Craft Beer
“Distinctively special” for De Brabandere
“Distinctively special” for De Brabandere

    Taste, passion and pride – these three attributes encapsulate the mission statement of the privately-owned De Brabandere Brouwerij from Belgium.

    At the beginning of February 2017 De Brabandere commissioned a new bottling line from Krones; and this line is something “distinctively special” for Yves Benoit, the Brewmaster and Automation Manager at De Brabandere.

    Great beers

    De Brabandere is an expert when it comes to brewing a most varied range of different beers in many, sometimes out-of-the-ordinary flavours. The raw materials used are exclusively top-quality barley and wheat malts, and flavour-hops pellets (no extracts!) from Saaz, Hallertau and Tettnang – a consideration of paramount importance for the brewery and its three brewmasters Yves Benoit, Chris Van Acker and Pieter Maes.

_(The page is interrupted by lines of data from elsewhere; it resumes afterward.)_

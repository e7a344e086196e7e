//! Collaborators the engine reads from: the catalog and the knowledge base.
//!
//! The SQLite adapters run the blocking repository calls on tokio's blocking
//! pool so a slow query never stalls the async runtime.

use std::sync::Arc;

use async_trait::async_trait;

use barista_core::error::BaristaError;
use barista_core::query::QuerySpec;
use barista_core::types::{ArtItem, CatalogItem, Workshop};
use barista_storage::{CatalogRepository, KnowledgeIndex};

use crate::error::ChatError;

/// Number of knowledge hits requested per search. Only the best is used.
const KNOWLEDGE_CANDIDATES: u64 = 3;

/// A knowledge-base hit.
#[derive(Debug, Clone, PartialEq)]
pub struct RankedMatch {
    pub response: String,
    /// Higher is better.
    pub score: f64,
}

/// Read-only catalog access.
#[async_trait]
pub trait CatalogStore: Send + Sync {
    async fn list_menu_items(&self, spec: &QuerySpec) -> Result<Vec<CatalogItem>, ChatError>;
    async fn list_art_items(&self, available_only: bool) -> Result<Vec<ArtItem>, ChatError>;
    async fn list_workshops(&self) -> Result<Vec<Workshop>, ChatError>;
}

/// Free-text search over canned answers, best match first.
#[async_trait]
pub trait KnowledgeBase: Send + Sync {
    async fn search(&self, text: &str) -> Result<Vec<RankedMatch>, ChatError>;
}

// =============================================================================
// SQLite adapters
// =============================================================================

async fn run_blocking<T, F>(f: F) -> Result<T, ChatError>
where
    F: FnOnce() -> Result<T, BaristaError> + Send + 'static,
    T: Send + 'static,
{
    tokio::task::spawn_blocking(f)
        .await
        .map_err(|e| ChatError::CatalogQuery(format!("catalog task failed: {}", e)))?
        .map_err(|e| ChatError::CatalogQuery(e.to_string()))
}

/// [`CatalogStore`] backed by the SQLite catalog repository.
#[derive(Clone)]
pub struct SqliteCatalog {
    repo: Arc<CatalogRepository>,
}

impl SqliteCatalog {
    pub fn new(repo: Arc<CatalogRepository>) -> Self {
        Self { repo }
    }
}

#[async_trait]
impl CatalogStore for SqliteCatalog {
    async fn list_menu_items(&self, spec: &QuerySpec) -> Result<Vec<CatalogItem>, ChatError> {
        let repo = Arc::clone(&self.repo);
        let spec = spec.clone();
        run_blocking(move || repo.list_menu_items(&spec)).await
    }

    async fn list_art_items(&self, available_only: bool) -> Result<Vec<ArtItem>, ChatError> {
        let repo = Arc::clone(&self.repo);
        run_blocking(move || repo.list_art_items(available_only)).await
    }

    async fn list_workshops(&self) -> Result<Vec<Workshop>, ChatError> {
        let repo = Arc::clone(&self.repo);
        run_blocking(move || repo.list_workshops()).await
    }
}

/// [`KnowledgeBase`] backed by the FTS5 knowledge index.
#[derive(Clone)]
pub struct SqliteKnowledge {
    index: Arc<KnowledgeIndex>,
}

impl SqliteKnowledge {
    pub fn new(index: Arc<KnowledgeIndex>) -> Self {
        Self { index }
    }
}

#[async_trait]
impl KnowledgeBase for SqliteKnowledge {
    async fn search(&self, text: &str) -> Result<Vec<RankedMatch>, ChatError> {
        if !self.index.is_ready() {
            return Err(ChatError::KnowledgeUnavailable(
                "index has not been built".to_string(),
            ));
        }
        let index = Arc::clone(&self.index);
        let text = text.to_string();
        let matches = tokio::task::spawn_blocking(move || index.search(&text, KNOWLEDGE_CANDIDATES))
            .await
            .map_err(|e| ChatError::KnowledgeUnavailable(format!("search task failed: {}", e)))?
            .map_err(|e| ChatError::KnowledgeUnavailable(e.to_string()))?;

        Ok(matches
            .into_iter()
            .map(|m| RankedMatch {
                response: m.answer,
                score: m.score,
            })
            .collect())
    }
}
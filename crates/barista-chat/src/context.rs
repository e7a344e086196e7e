//! Context resolution across turns.
//!
//! Merges a turn's signals with the session memory to decide which menu
//! context and drink sub-category the turn is about, and writes the result
//! back once a menu reply has been produced.

use barista_core::types::{Context, SubCategory};
use tracing::debug;

use crate::types::{ContextSource, ResolvedContext, SessionState, Signals};

/// Resolves a turn's context from its signals and the session.
#[derive(Debug, Clone, Copy, Default)]
pub struct ContextResolver;

impl ContextResolver {
    pub fn new() -> Self {
        Self
    }

    /// Resolve the active context and sub-category.
    ///
    /// Order of precedence:
    /// 1. Context named in the message.
    /// 2. Session context, on a follow-up.
    /// 3. Drink, when only a drink sub-category was named.
    ///
    /// The sub-category named in the message wins over the session's, which
    /// is only inherited on a follow-up. An energy request forces Drink after
    /// all of the above.
    pub fn resolve(&self, signals: &Signals, session: Option<&SessionState>) -> ResolvedContext {
        let remembered = session.filter(|_| signals.is_follow_up);

        let (mut context, mut source) = match (signals.current_context, remembered) {
            (Some(ctx), _) => (Some(ctx), ContextSource::Explicit),
            (None, Some(SessionState {
                last_context: Some(ctx),
                ..
            })) => (Some(*ctx), ContextSource::Inherited),
            _ if signals.sub_category.is_some() => {
                (Some(Context::Drink), ContextSource::ImpliedBySubCategory)
            }
            _ => (None, ContextSource::Unset),
        };

        let sub_category: Option<SubCategory> = signals
            .sub_category
            .or_else(|| remembered.and_then(|s| s.last_sub_category));

        if signals.is_tired {
            context = Some(Context::Drink);
            source = ContextSource::Energy;
        }

        let resolved = ResolvedContext {
            context,
            sub_category,
            source,
        };
        debug!(
            context = ?resolved.context,
            sub_category = ?resolved.sub_category,
            context_source = ?resolved.source,
            "Context resolved"
        );
        resolved
    }

    /// Merge a resolved turn into session memory. Unset values never erase
    /// what the session already knows.
    pub fn write_back(&self, state: &mut SessionState, resolved: &ResolvedContext) {
        if let Some(ctx) = resolved.context {
            state.last_context = Some(ctx);
        }
        if let Some(sub) = resolved.sub_category {
            state.last_sub_category = Some(sub);
        }
    }
}
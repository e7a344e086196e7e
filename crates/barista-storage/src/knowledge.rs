//! Canned question/answer knowledge base with FTS5 search.
//!
//! Free text is reduced to its content words and matched with prefix terms
//! against the `knowledge_fts` index, ranked by BM25. The index is external
//! content and must be rebuilt after entries change; until the first rebuild
//! searches report that the index is unavailable.

use std::sync::atomic::{AtomicBool, Ordering};
use std::sync::{Arc, LazyLock};

use regex::Regex;
use tracing::info;

use barista_core::error::BaristaError;

use crate::db::Database;

static WORD_RE: LazyLock<Regex> =
    LazyLock::new(|| Regex::new(r"[\p{L}\p{N}]+").expect("Invalid word regex"));

static STOP_WORDS: &[&str] = &[
    "the", "and", "are", "you", "your", "for", "with", "what", "when", "where", "which",
    "who", "how", "can", "could", "would", "should", "does", "did", "have", "has", "this",
    "that", "there", "about", "any", "some", "please", "tell", "give", "from", "into", "our",
    "its", "was", "were", "will", "not", "but", "all", "just", "get",
];

/// A ranked knowledge-base hit.
#[derive(Debug, Clone, PartialEq)]
pub struct KnowledgeMatch {
    pub id: i64,
    pub question: String,
    pub answer: String,
    /// Negated BM25 rank; higher is more relevant.
    pub score: f64,
}

/// Build an FTS5 query from free text: `"word"* OR "word"* ...`.
///
/// Returns `None` when the text has no searchable words.
pub fn build_fts_query(text: &str) -> Option<String> {
    let lowered = text.to_lowercase();
    let mut terms: Vec<String> = Vec::new();
    for m in WORD_RE.find_iter(&lowered) {
        let word = m.as_str();
        if word.chars().count() < 3 || STOP_WORDS.contains(&word) {
            continue;
        }
        let term = format!("\"{}\"*", word);
        if !terms.contains(&term) {
            terms.push(term);
        }
    }
    if terms.is_empty() {
        None
    } else {
        Some(terms.join(" OR "))
    }
}

/// Knowledge base repository and search index.
pub struct KnowledgeIndex {
    db: Arc<Database>,
    ready: AtomicBool,
}

impl KnowledgeIndex {
    pub fn new(db: Arc<Database>) -> Self {
        Self {
            db,
            ready: AtomicBool::new(false),
        }
    }

    /// Whether the index has been built since this handle was created.
    pub fn is_ready(&self) -> bool {
        self.ready.load(Ordering::Acquire)
    }

    /// Add an entry. It becomes searchable after the next [`rebuild`](Self::rebuild).
    pub fn insert_entry(&self, question: &str, answer: &str) -> Result<i64, BaristaError> {
        self.db.with_conn(|conn| {
            conn.execute(
                "INSERT INTO knowledge_entries (question, answer) VALUES (?1, ?2)",
                rusqlite::params![question, answer],
            )
            .map_err(|e| BaristaError::Storage(format!("Insert knowledge entry: {}", e)))?;
            Ok(conn.last_insert_rowid())
        })
    }

    /// Rebuild the FTS index from `knowledge_entries` and mark it ready.
    ///
    /// Returns the number of indexed entries.
    pub fn rebuild(&self) -> Result<u64, BaristaError> {
        self.ready.store(false, Ordering::Release);
        let count = self.db.with_conn(|conn| {
            conn.execute(
                "INSERT INTO knowledge_fts(knowledge_fts) VALUES ('rebuild')",
                [],
            )
            .map_err(|e| BaristaError::Search(format!("Knowledge index rebuild failed: {}", e)))?;
            let n: i64 = conn
                .query_row("SELECT COUNT(*) FROM knowledge_entries", [], |row| row.get(0))
                .map_err(|e| BaristaError::Storage(e.to_string()))?;
            Ok(n as u64)
        })?;
        self.ready.store(true, Ordering::Release);
        info!(entries = count, "Knowledge index rebuilt");
        Ok(count)
    }

    /// Search the knowledge base with free text, best match first.
    pub fn search(&self, text: &str, limit: u64) -> Result<Vec<KnowledgeMatch>, BaristaError> {
        if !self.is_ready() {
            return Err(BaristaError::Search("knowledge index not ready".to_string()));
        }
        let Some(fts_query) = build_fts_query(text) else {
            return Ok(Vec::new());
        };

        self.db.with_conn(|conn| {
            let mut stmt = conn
                .prepare(
                    "SELECT e.id, e.question, e.answer, bm25(knowledge_fts, 2.0, 1.0) AS score
                     FROM knowledge_fts
                     JOIN knowledge_entries e ON e.id = knowledge_fts.rowid
                     WHERE knowledge_fts MATCH ?1
                     ORDER BY score
                     LIMIT ?2",
                )
                .map_err(|e| BaristaError::Search(format!("Knowledge query prepare: {}", e)))?;

            let rows = stmt
                .query_map(rusqlite::params![fts_query, limit as i64], |row| {
                    let score: f64 = row.get(3)?;
                    Ok(KnowledgeMatch {
                        id: row.get(0)?,
                        question: row.get(1)?,
                        answer: row.get(2)?,
                        // BM25 is lower-is-better; negate so higher is better.
                        score: -score,
                    })
                })
                .map_err(|e| BaristaError::Search(format!("Knowledge query: {}", e)))?;

            rows.collect::<Result<Vec<_>, _>>()
                .map_err(|e| BaristaError::Search(e.to_string()))
        })
    }
}
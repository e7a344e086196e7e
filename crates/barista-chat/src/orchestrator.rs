//! Chat orchestrator: runs one turn through the fallback chain.
//!
//! Art and workshop questions are answered from their own listings. Menu
//! questions go catalog first, then (unless a price sort came up empty) the
//! knowledge base, then a menu hint, then generic help. Collaborator failures
//! never escape a turn; they degrade to a fixed reply.

use std::future::Future;
use std::sync::Arc;
use std::time::Duration;

use tracing::{debug, info, warn};

use barista_core::config::ChatConfig;

use crate::classifier::IntentClassifier;
use crate::context::ContextResolver;
use crate::error::ChatError;
use crate::query_builder::{select_art_piece, CatalogQueryBuilder};
use crate::response::{
    ResponseComposer, APOLOGY_REPLY, DEFAULT_HELP_REPLY, DISABLED_REPLY, EMPTY_GALLERY_REPLY,
    MENU_HINT_REPLY, PRICE_MISS_REPLY,
};
use crate::session::SessionStore;
use crate::sources::{CatalogStore, KnowledgeBase};
use crate::types::{ChatReply, Domain, ReplySource, Signals};

/// Coordinates the stages of a chat turn.
pub struct ChatOrchestrator {
    classifier: IntentClassifier,
    resolver: ContextResolver,
    query_builder: CatalogQueryBuilder,
    composer: ResponseComposer,
    sessions: Arc<dyn SessionStore>,
    catalog: Arc<dyn CatalogStore>,
    knowledge: Arc<dyn KnowledgeBase>,
    config: ChatConfig,
}

impl ChatOrchestrator {
    pub fn new(
        config: ChatConfig,
        sessions: Arc<dyn SessionStore>,
        catalog: Arc<dyn CatalogStore>,
        knowledge: Arc<dyn KnowledgeBase>,
    ) -> Self {
        Self {
            classifier: IntentClassifier::new(),
            resolver: ContextResolver::new(),
            query_builder: CatalogQueryBuilder::new(config.default_limit),
            composer: ResponseComposer::new(config.currency_symbol.clone()),
            sessions,
            catalog,
            knowledge,
            config,
        }
    }

    /// Answer one message. Always produces a reply.
    ///
    /// A blank or missing `session_id` makes the turn stateless.
    pub async fn handle_message(&self, message: &str, session_id: Option<&str>) -> ChatReply {
        if !self.config.enabled {
            return ChatReply::new(DISABLED_REPLY, ReplySource::Disabled);
        }

        let session_id = session_id.map(str::trim).filter(|id| !id.is_empty());
        let signals = self.classifier.classify(message);
        debug!(
            session_id = session_id.unwrap_or("-"),
            domain = ?signals.domain,
            rec = signals.is_rec_trigger,
            price_sort = ?signals.price_sort(),
            tired = signals.is_tired,
            follow_up = signals.is_follow_up,
            "Message classified"
        );

        let reply = match signals.domain {
            Domain::Art => self.art_turn(&signals).await,
            Domain::Workshop => self.workshop_turn().await,
            Domain::Menu => self.menu_turn(message, &signals, session_id).await,
        };

        info!(
            session_id = session_id.unwrap_or("-"),
            source = ?reply.source,
            "Chat turn complete"
        );
        reply
    }

    // =========================================================================
    // Art and workshops
    // =========================================================================

    async fn art_turn(&self, signals: &Signals) -> ChatReply {
        let items = match self.bounded(self.catalog.list_art_items(true)).await {
            Ok(items) => items,
            Err(e) => return self.apology("art", e),
        };
        debug!(rows = items.len(), "Gallery listed");

        if items.is_empty() {
            return ChatReply::new(EMPTY_GALLERY_REPLY, ReplySource::Art);
        }

        if signals.is_rec_trigger || signals.is_price_sort() {
            let mut rng = rand::rng();
            if let Some(piece) = select_art_piece(&items, signals, &mut rng) {
                return ChatReply::new(
                    self.composer.compose_art_pick(piece, signals),
                    ReplySource::Art,
                );
            }
        }
        ChatReply::new(self.composer.compose_art_listing(&items), ReplySource::Art)
    }

    async fn workshop_turn(&self) -> ChatReply {
        match self.bounded(self.catalog.list_workshops()).await {
            Ok(workshops) => {
                debug!(rows = workshops.len(), "Workshops listed");
                ChatReply::new(
                    self.composer.compose_workshops(&workshops),
                    ReplySource::Workshop,
                )
            }
            Err(e) => self.apology("workshop", e),
        }
    }

    // =========================================================================
    // Menu fallback chain
    // =========================================================================

    async fn menu_turn(
        &self,
        message: &str,
        signals: &Signals,
        session_id: Option<&str>,
    ) -> ChatReply {
        let session = session_id.map(|id| self.sessions.get_or_insert(id));
        let resolved = self.resolver.resolve(signals, session.as_ref());

        let stage = match self.query_builder.build(signals, &resolved) {
            Some(spec) => {
                let rows = match self.bounded(self.catalog.list_menu_items(&spec)).await {
                    Ok(rows) => rows,
                    Err(e) => return self.apology("menu", e),
                };
                debug!(rows = rows.len(), order_by = ?spec.order_by, limit = spec.limit, "Menu queried");

                if let Some(reply) = self.composer.compose_menu(&rows, signals, &resolved) {
                    if let (Some(id), Some(mut state)) = (session_id, session) {
                        self.resolver.write_back(&mut state, &resolved);
                        self.sessions.put(id, state);
                    }
                    return ChatReply::new(reply, ReplySource::Menu);
                }

                if signals.is_price_sort() {
                    return ChatReply::new(PRICE_MISS_REPLY, ReplySource::PriceMiss);
                }
                "empty_catalog"
            }
            None => "no_catalog_gate",
        };

        if let Some(answer) = self.knowledge_answer(message, stage).await {
            return ChatReply::new(answer, ReplySource::Knowledge);
        }

        if signals.mentions_menu {
            ChatReply::new(MENU_HINT_REPLY, ReplySource::MenuHint)
        } else {
            ChatReply::new(DEFAULT_HELP_REPLY, ReplySource::DefaultHelp)
        }
    }

    async fn knowledge_answer(&self, message: &str, stage: &str) -> Option<String> {
        match self.bounded(self.knowledge.search(message)).await {
            Ok(matches) => {
                let best = matches.into_iter().next();
                debug!(stage, matched = best.is_some(), "Knowledge searched");
                best.map(|m| m.response)
            }
            Err(e) => {
                debug!(stage, error = %e, "Knowledge search skipped");
                None
            }
        }
    }

    // =========================================================================
    // Helpers
    // =========================================================================

    /// Await a collaborator call under the configured timeout.
    async fn bounded<T, F>(&self, fut: F) -> Result<T, ChatError>
    where
        F: Future<Output = Result<T, ChatError>>,
    {
        let ms = self.config.catalog_timeout_ms;
        tokio::time::timeout(Duration::from_millis(ms), fut)
            .await
            .map_err(|_| ChatError::CatalogTimeout(ms))?
    }

    fn apology(&self, stage: &str, err: ChatError) -> ChatReply {
        warn!(stage, error = %err, "Catalog read failed");
        ChatReply::new(APOLOGY_REPLY, ReplySource::Apology)
    }
}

    It’s two things above all that make it into something rather special: firstly, with its hourly output of 35,000 bottles, it replaces two older low-speed Krones lines at a stroke. And secondly, the integrated Varioline is instrumental in successfully coping with the brewery’s high level of pack diversity – on just a single line, mind you. “In the future, thanks to this line, we shall again be in a position to fill more special private labels, the way we used to in our early days,” says Yves Benoit. It looks as if he could very well be right, because the new line has made many things a whole lot easier.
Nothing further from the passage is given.